Insurers require policyholders to report any kind of car accident immediately. Also, while some implement the 24-hour window, others will require you to file a report as soon as possible. Failing to do so could lead to complications or penalties later on.

How can I lower my car insurance after an accident?

To lower your premiums after an accident, you can utilize accident forgiveness discounts (if available). Likewise, some companies will simply ignore the first accident you had and maintain your premiums; others will require you to be an accident-free policyholder for three to five years before giving you discounts. 

Adjusting your policy by dropping your comprehensive coverage or raising your deductible is also an option. However, before making a decision, make sure you have weighed all the pros and cons of these adjustments.

Does a no-fault accident go on your record?

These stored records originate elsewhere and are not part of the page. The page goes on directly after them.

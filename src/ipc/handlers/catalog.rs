use crate::content::catalog::{
    course_tree, create_category, list_categories, list_courses, post_tree, CourseFilter,
};
use crate::ipc::error::{content_err, err, ok, ok_value};
use crate::ipc::helpers::{db_conn, parse_opt_string, require_user, required_str, viewer};
use crate::ipc::types::{AppState, Request};
use serde_json::json;

fn handle_categories_list(state: &mut AppState, req: &Request) -> serde_json::Value {
    let conn = match db_conn(state, req) {
        Ok(c) => c,
        Err(e) => return e,
    };
    match list_categories(conn) {
        Ok(rows) => ok(&req.id, json!({ "categories": rows })),
        Err(e) => content_err(&req.id, &req.method, &e),
    }
}

fn handle_categories_create(state: &mut AppState, req: &Request) -> serde_json::Value {
    let conn = match db_conn(state, req) {
        Ok(c) => c,
        Err(e) => return e,
    };
    if let Err(e) = require_user(req) {
        return e;
    }
    let name = match required_str(req, "name") {
        Ok(v) => v,
        Err(e) => return e,
    };
    match create_category(conn, &name) {
        Ok(cat) => ok_value(&req.id, &req.method, &cat),
        Err(e) => content_err(&req.id, &req.method, &e),
    }
}

/// The caller's own courses, drafts included.
fn handle_courses_list(state: &mut AppState, req: &Request) -> serde_json::Value {
    let conn = match db_conn(state, req) {
        Ok(c) => c,
        Err(e) => return e,
    };
    let user = match require_user(req) {
        Ok(v) => v,
        Err(e) => return e,
    };
    let filter = CourseFilter {
        owner: Some(user.clone()),
        ..Default::default()
    };
    match list_courses(conn, &filter, Some(&user)) {
        Ok(rows) => ok(&req.id, json!({ "courses": rows })),
        Err(e) => content_err(&req.id, &req.method, &e),
    }
}

fn handle_courses_browse(state: &mut AppState, req: &Request) -> serde_json::Value {
    let conn = match db_conn(state, req) {
        Ok(c) => c,
        Err(e) => return e,
    };
    let title = match parse_opt_string(req.params.get("title")) {
        Ok(v) => v,
        Err(m) => return err(&req.id, "bad_params", format!("title {}", m), None),
    };
    let category_id = match parse_opt_string(req.params.get("categoryId")) {
        Ok(v) => v,
        Err(m) => return err(&req.id, "bad_params", format!("categoryId {}", m), None),
    };
    let filter = CourseFilter {
        owner: None,
        title_contains: title,
        category_id,
    };
    match list_courses(conn, &filter, viewer(req)) {
        Ok(rows) => ok(&req.id, json!({ "courses": rows })),
        Err(e) => content_err(&req.id, &req.method, &e),
    }
}

fn handle_courses_open(state: &mut AppState, req: &Request) -> serde_json::Value {
    let conn = match db_conn(state, req) {
        Ok(c) => c,
        Err(e) => return e,
    };
    let course_id = match required_str(req, "courseId") {
        Ok(v) => v,
        Err(e) => return e,
    };
    match course_tree(conn, &course_id, viewer(req)) {
        Ok(tree) => ok_value(&req.id, &req.method, &tree),
        Err(e) => content_err(&req.id, &req.method, &e),
    }
}

fn handle_posts_open(state: &mut AppState, req: &Request) -> serde_json::Value {
    let conn = match db_conn(state, req) {
        Ok(c) => c,
        Err(e) => return e,
    };
    let post_id = match required_str(req, "postId") {
        Ok(v) => v,
        Err(e) => return e,
    };
    match post_tree(conn, &post_id, viewer(req)) {
        Ok(tree) => ok_value(&req.id, &req.method, &tree),
        Err(e) => content_err(&req.id, &req.method, &e),
    }
}

pub fn try_handle(state: &mut AppState, req: &Request) -> Option<serde_json::Value> {
    match req.method.as_str() {
        "categories.list" => Some(handle_categories_list(state, req)),
        "categories.create" => Some(handle_categories_create(state, req)),
        "courses.list" => Some(handle_courses_list(state, req)),
        "courses.browse" => Some(handle_courses_browse(state, req)),
        "courses.open" => Some(handle_courses_open(state, req)),
        "posts.open" => Some(handle_posts_open(state, req)),
        _ => None,
    }
}
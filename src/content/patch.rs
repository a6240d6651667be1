//! Allow-listed field sets for create payloads and update patches.

use rusqlite::types::Value;
use serde_json::{Map, Value as JsonValue};

use super::NodeKind;
use crate::error::{ContentError, ContentResult};

#[derive(Clone, Copy, Debug)]
enum FieldType {
    /// Non-empty string, never null.
    Title,
    /// String or null; blank strings are stored as NULL.
    OptText,
    /// Non-negative number or null.
    Price,
    Flag,
}

#[derive(Clone, Copy, Debug)]
struct FieldSpec {
    key: &'static str,
    column: &'static str,
    ty: FieldType,
}

const fn field(key: &'static str, column: &'static str, ty: FieldType) -> FieldSpec {
    FieldSpec { key, column, ty }
}

const COURSE_FIELDS: &[FieldSpec] = &[
    field("title", "title", FieldType::Title),
    field("description", "description", FieldType::OptText),
    field("imageUrl", "image_url", FieldType::OptText),
    field("price", "price", FieldType::Price),
    field("categoryId", "category_id", FieldType::OptText),
];

const CHAPTER_FIELDS: &[FieldSpec] = &[
    field("title", "title", FieldType::Title),
    field("description", "description", FieldType::OptText),
    field("videoUrl", "video_url", FieldType::OptText),
    field("isFree", "is_free", FieldType::Flag),
];

const SECTION_FIELDS: &[FieldSpec] = &[
    field("title", "title", FieldType::Title),
    field("description", "description", FieldType::OptText),
    field("videoUrl", "video_url", FieldType::OptText),
];

const ITEM_FIELDS: &[FieldSpec] = &[
    field("title", "title", FieldType::Title),
    field("content", "content", FieldType::OptText),
    field("url", "url", FieldType::OptText),
    field("language", "language", FieldType::OptText),
];

const POST_FIELDS: &[FieldSpec] = &[
    field("title", "title", FieldType::Title),
    field("description", "description", FieldType::OptText),
    field("imageUrl", "image_url", FieldType::OptText),
    field("categoryId", "category_id", FieldType::OptText),
];

const POST_CHAPTER_FIELDS: &[FieldSpec] = &[
    field("title", "title", FieldType::Title),
    field("description", "description", FieldType::OptText),
    field("isFree", "is_free", FieldType::Flag),
];

fn fields_for(kind: NodeKind) -> &'static [FieldSpec] {
    match kind {
        NodeKind::Course => COURSE_FIELDS,
        NodeKind::Chapter => CHAPTER_FIELDS,
        NodeKind::Section => SECTION_FIELDS,
        NodeKind::Item => ITEM_FIELDS,
        NodeKind::Post => POST_FIELDS,
        NodeKind::PostChapter => POST_CHAPTER_FIELDS,
    }
}

/// Column assignments parsed from a JSON object, in input order.
#[derive(Debug, Default)]
pub struct Assignments {
    pub columns: Vec<&'static str>,
    pub values: Vec<Value>,
}

impl Assignments {
    pub fn is_empty(&self) -> bool {
        self.columns.is_empty()
    }

    /// Text value assigned to `column`, if any.
    pub fn text(&self, column: &str) -> Option<&str> {
        let idx = self.columns.iter().position(|c| *c == column)?;
        match &self.values[idx] {
            Value::Text(s) => Some(s.as_str()),
            _ => None,
        }
    }
}

/// Validates `input` against the allow-list of `kind`.
///
/// `skip` lists keys consumed by the caller (e.g. the item `kind` on create).
pub fn parse_assignments(
    kind: NodeKind,
    input: &Map<String, JsonValue>,
    skip: &[&str],
) -> ContentResult<Assignments> {
    let specs = fields_for(kind);
    let mut out = Assignments::default();
    let mut reasons = Vec::new();

    for (k, v) in input {
        if skip.contains(&k.as_str()) {
            continue;
        }
        let Some(spec) = specs.iter().find(|s| s.key == k.as_str()) else {
            reasons.push(match k.as_str() {
                "isPublished" => "not_patchable:isPublished".to_string(),
                "position" => "not_patchable:position".to_string(),
                _ => format!("unknown_field:{}", k),
            });
            continue;
        };
        match parse_value(spec.ty, v) {
            Ok(value) => {
                out.columns.push(spec.column);
                out.values.push(value);
            }
            Err(m) => reasons.push(format!("invalid_field:{}:{}", k, m)),
        }
    }

    if !reasons.is_empty() {
        return Err(ContentError::invalid_with(
            format!("invalid {} fields", kind.label()),
            reasons,
        ));
    }
    Ok(out)
}

fn parse_value(ty: FieldType, v: &JsonValue) -> Result<Value, &'static str> {
    match ty {
        FieldType::Title => {
            let s = v.as_str().ok_or("must be string")?.trim();
            if s.is_empty() {
                return Err("must not be empty");
            }
            Ok(Value::Text(s.to_string()))
        }
        FieldType::OptText => {
            if v.is_null() {
                return Ok(Value::Null);
            }
            let s = v.as_str().ok_or("must be string or null")?.trim();
            if s.is_empty() {
                Ok(Value::Null)
            } else {
                Ok(Value::Text(s.to_string()))
            }
        }
        FieldType::Price => {
            if v.is_null() {
                return Ok(Value::Null);
            }
            let n = v.as_f64().ok_or("must be number or null")?;
            if !n.is_finite() || n < 0.0 {
                return Err("must be >= 0");
            }
            Ok(Value::Real(n))
        }
        FieldType::Flag => v
            .as_bool()
            .map(|b| Value::Integer(i64::from(b)))
            .ok_or("must be boolean"),
    }
}

#[cfg(test)]
mod tests {
    use super::*;
    use serde_json::json;

    fn obj(v: JsonValue) -> Map<String, JsonValue> {
        v.as_object().cloned().expect("object")
    }

    #[test]
    fn section_patch_accepts_allowed_fields() {
        let a = parse_assignments(
            NodeKind::Section,
            &obj(json!({ "title": "  Intro ", "videoUrl": "", "description": "d" })),
            &[],
        )
        .expect("valid patch");
        assert_eq!(a.text("title"), Some("Intro"));
        assert!(a.columns.contains(&"video_url"));
        assert!(a.text("video_url").is_none());
        assert_eq!(a.text("description"), Some("d"));
    }

    #[test]
    fn unknown_and_protected_fields_are_rejected_together() {
        let e = parse_assignments(
            NodeKind::Chapter,
            &obj(json!({ "isPublished": true, "position": 3, "courseId": "x", "title": "" })),
            &[],
        )
        .expect_err("rejected");
        match e {
            ContentError::Validation { reasons, .. } => {
                assert!(reasons.contains(&"not_patchable:isPublished".to_string()));
                assert!(reasons.contains(&"not_patchable:position".to_string()));
                assert!(reasons.contains(&"unknown_field:courseId".to_string()));
                assert!(reasons.iter().any(|r| r.starts_with("invalid_field:title")));
            }
            other => panic!("unexpected error: {other:?}"),
        }
    }

    #[test]
    fn price_must_be_non_negative() {
        assert!(parse_assignments(NodeKind::Course, &obj(json!({ "price": -1 })), &[]).is_err());
        let a = parse_assignments(NodeKind::Course, &obj(json!({ "price": 19.5 })), &[])
            .expect("price");
        assert!(a.columns.contains(&"price"));
    }

    #[test]
    fn skipped_keys_are_left_for_the_caller() {
        let a = parse_assignments(
            NodeKind::Item,
            &obj(json!({ "kind": "video", "title": "Clip" })),
            &["kind"],
        )
        .expect("item payload");
        assert_eq!(a.columns, vec!["title"]);
    }
}
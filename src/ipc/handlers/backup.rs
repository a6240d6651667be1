use crate::backup;
use crate::db;
use crate::ipc::error::{err, ok};
use crate::ipc::helpers::require_user;
use crate::ipc::types::{AppState, Request};
use serde_json::json;
use std::path::PathBuf;

fn path_param(req: &Request, key: &str) -> Result<String, serde_json::Value> {
    match req.params.get(key).and_then(|v| v.as_str()) {
        Some(v) if !v.trim().is_empty() => Ok(v.trim().to_string()),
        _ => Err(err(&req.id, "bad_params", format!("missing {}", key), None)),
    }
}

fn handle_export_workspace(state: &mut AppState, req: &Request) -> serde_json::Value {
    if let Err(e) = require_user(req) {
        return e;
    }
    let out_path = match path_param(req, "outPath") {
        Ok(v) => v,
        Err(e) => return e,
    };
    let Some(workspace_path) = state.workspace.clone() else {
        return err(&req.id, "no_workspace", "select a workspace first", None);
    };

    if let Some(conn) = state.db.as_ref() {
        if let Err(e) = conn.execute_batch("PRAGMA wal_checkpoint(FULL)") {
            tracing::warn!(error = %e, "checkpoint before export failed");
        }
    }

    let out = PathBuf::from(&out_path);
    let export = match backup::export_workspace_bundle(&workspace_path, db::DB_FILE_NAME, &out) {
        Ok(v) => v,
        Err(e) => {
            tracing::error!(error = ?e, path = %out_path, "workspace export failed");
            return err(
                &req.id,
                "io_failed",
                format!("{e:#}"),
                Some(json!({ "path": out_path })),
            );
        }
    };
    tracing::info!(path = %out_path, sha256 = %export.db_sha256, "workspace exported");

    ok(
        &req.id,
        json!({
            "path": out_path,
            "bundleFormat": export.bundle_format,
            "entryCount": export.entry_count,
            "dbSha256": export.db_sha256,
        }),
    )
}

fn handle_import_workspace(state: &mut AppState, req: &Request) -> serde_json::Value {
    if let Err(e) = require_user(req) {
        return e;
    }
    let in_path = match path_param(req, "inPath") {
        Ok(v) => v,
        Err(e) => return e,
    };
    let workspace_path = req
        .params
        .get("workspacePath")
        .and_then(|v| v.as_str())
        .map(PathBuf::from)
        .or_else(|| state.workspace.clone());
    let Some(workspace_path) = workspace_path else {
        return err(&req.id, "no_workspace", "select a workspace first", None);
    };

    let src = PathBuf::from(&in_path);
    if !src.is_file() {
        return err(
            &req.id,
            "not_found",
            "bundle file not found",
            Some(json!({ "path": in_path })),
        );
    }

    // The open handle must be released before the file is replaced.
    state.db = None;

    let import = match backup::import_workspace_bundle(&src, &workspace_path, db::DB_FILE_NAME) {
        Ok(v) => v,
        Err(e) => {
            tracing::error!(error = ?e, path = %in_path, "workspace import failed");
            if let Some(ws) = state.workspace.clone() {
                match db::open_db(&ws, state.busy_timeout) {
                    Ok(conn) => state.db = Some(conn),
                    Err(reopen) => tracing::error!(error = ?reopen, "workspace reopen failed"),
                }
            }
            return err(
                &req.id,
                "io_failed",
                format!("{e:#}"),
                Some(json!({ "path": in_path })),
            );
        }
    };

    match db::open_db(&workspace_path, state.busy_timeout) {
        Ok(conn) => {
            tracing::info!(
                workspace = %workspace_path.display(),
                format = %import.bundle_format_detected,
                "workspace imported"
            );
            state.workspace = Some(workspace_path.clone());
            state.db = Some(conn);
            ok(
                &req.id,
                json!({
                    "workspacePath": workspace_path.to_string_lossy(),
                    "bundleFormatDetected": import.bundle_format_detected
                }),
            )
        }
        Err(e) => err(&req.id, "db_open_failed", format!("{e:#}"), None),
    }
}

pub fn try_handle(state: &mut AppState, req: &Request) -> Option<serde_json::Value> {
    match req.method.as_str() {
        "backup.exportWorkspace" => Some(handle_export_workspace(state, req)),
        "backup.importWorkspace" => Some(handle_import_workspace(state, req)),
        _ => None,
    }
}
mod test_support;

use serde_json::json;
use test_support::{
    error_code, error_reasons, request_as, request_ok, request_ok_as, spawn_sidecar, str_field,
    temp_dir,
};

#[test]
fn two_chapter_course_goes_from_fifty_to_complete() {
    let workspace = temp_dir("coursed-progress");
    let (_child, mut stdin, mut reader) = spawn_sidecar();
    let _ = request_ok(
        &mut stdin,
        &mut reader,
        "1",
        "workspace.select",
        json!({ "path": workspace.to_string_lossy() }),
    );

    let category = request_ok_as(
        &mut stdin,
        &mut reader,
        "2",
        "author",
        "categories.create",
        json!({ "name": "Databases" }),
    );
    let course = request_ok_as(
        &mut stdin,
        &mut reader,
        "3",
        "author",
        "courses.create",
        json!({ "data": {
            "title": "SQLite Internals",
            "description": "pages and b-trees",
            "imageUrl": "https://img/sqlite.png",
            "categoryId": str_field(&category, "id"),
            "price": 30
        } }),
    );
    let course_id = str_field(&course, "id");

    let mut chapters = Vec::new();
    for (i, title) in ["Pages", "B-trees"].iter().enumerate() {
        let ch = request_ok_as(
            &mut stdin,
            &mut reader,
            &format!("c{i}"),
            "author",
            "chapters.create",
            json!({ "courseId": course_id, "data": { "title": title, "description": "d" } }),
        );
        let id = str_field(&ch, "id");
        let _ = request_ok_as(
            &mut stdin,
            &mut reader,
            &format!("cp{i}"),
            "author",
            "chapters.publish",
            json!({ "chapterId": id }),
        );
        chapters.push(id);
    }

    let unpublished = request_as(
        &mut stdin,
        &mut reader,
        "buy-early",
        "learner",
        "purchases.record",
        json!({ "courseId": course_id }),
    );
    assert_eq!(error_reasons(&unpublished), vec!["course_not_published".to_string()]);

    let _ = request_ok_as(
        &mut stdin,
        &mut reader,
        "4",
        "author",
        "courses.publish",
        json!({ "courseId": course_id }),
    );

    let locked = request_as(
        &mut stdin,
        &mut reader,
        "5",
        "learner",
        "progress.mark",
        json!({ "chapterId": chapters[0], "isCompleted": true }),
    );
    assert_eq!(error_code(&locked), "forbidden");

    let _ = request_ok_as(
        &mut stdin,
        &mut reader,
        "6",
        "learner",
        "purchases.record",
        json!({ "courseId": course_id }),
    );
    let zero = request_ok_as(
        &mut stdin,
        &mut reader,
        "7",
        "learner",
        "progress.course",
        json!({ "courseId": course_id }),
    );
    assert_eq!(zero["percentage"], json!(0));

    let marked = request_ok_as(
        &mut stdin,
        &mut reader,
        "8",
        "learner",
        "progress.mark",
        json!({ "chapterId": chapters[0], "isCompleted": true }),
    );
    assert_eq!(marked["isCompleted"], json!(true));
    let half = request_ok_as(
        &mut stdin,
        &mut reader,
        "9",
        "learner",
        "progress.course",
        json!({ "courseId": course_id }),
    );
    assert_eq!(half["percentage"], json!(50));

    let dash = request_ok_as(&mut stdin, &mut reader, "10", "learner", "progress.dashboard", json!({}));
    assert_eq!(dash["inProgress"][0]["percentage"], json!(50));
    assert!(dash["completed"].as_array().expect("completed").is_empty());

    let _ = request_ok_as(
        &mut stdin,
        &mut reader,
        "11",
        "learner",
        "progress.mark",
        json!({ "chapterId": chapters[1], "isCompleted": true }),
    );
    let full = request_ok_as(
        &mut stdin,
        &mut reader,
        "12",
        "learner",
        "progress.course",
        json!({ "courseId": course_id }),
    );
    assert_eq!(full["percentage"], json!(100));

    let dash = request_ok_as(&mut stdin, &mut reader, "13", "learner", "progress.dashboard", json!({}));
    assert_eq!(str_field(&dash["completed"][0], "courseId"), course_id);
    assert!(dash["inProgress"].as_array().expect("inProgress").is_empty());

    let browse = request_ok_as(
        &mut stdin,
        &mut reader,
        "14",
        "learner",
        "courses.browse",
        json!({ "title": "sqlite" }),
    );
    assert_eq!(browse["courses"][0]["progress"], json!(100));

    let anon = request_as(
        &mut stdin,
        &mut reader,
        "15",
        "",
        "progress.dashboard",
        json!({}),
    );
    assert_eq!(error_code(&anon), "unauthenticated");

    let _ = std::fs::remove_dir_all(workspace);
}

States usually keep data regarding car accidents be it your fault or someone else’s; if you weren’t at fault, there shouldn’t be a problem even if these accidents do appear on your record. Nevertheless, being involved in too many accidents (despite them not being your fault) can still impact your driving record, insurance coverage, and premiums. 

What happens if you don’t call the police after an accident?

This depends on the rules set by your state regarding police reports. Some states don’t require the police to go to the scene if the damage was too low. On the other hand, if you were involved in a car accident but you immediately left the scene, you could be facing criminal prosecution; if said accidents resulted in injuries or deaths, it’s best to call the police straight away.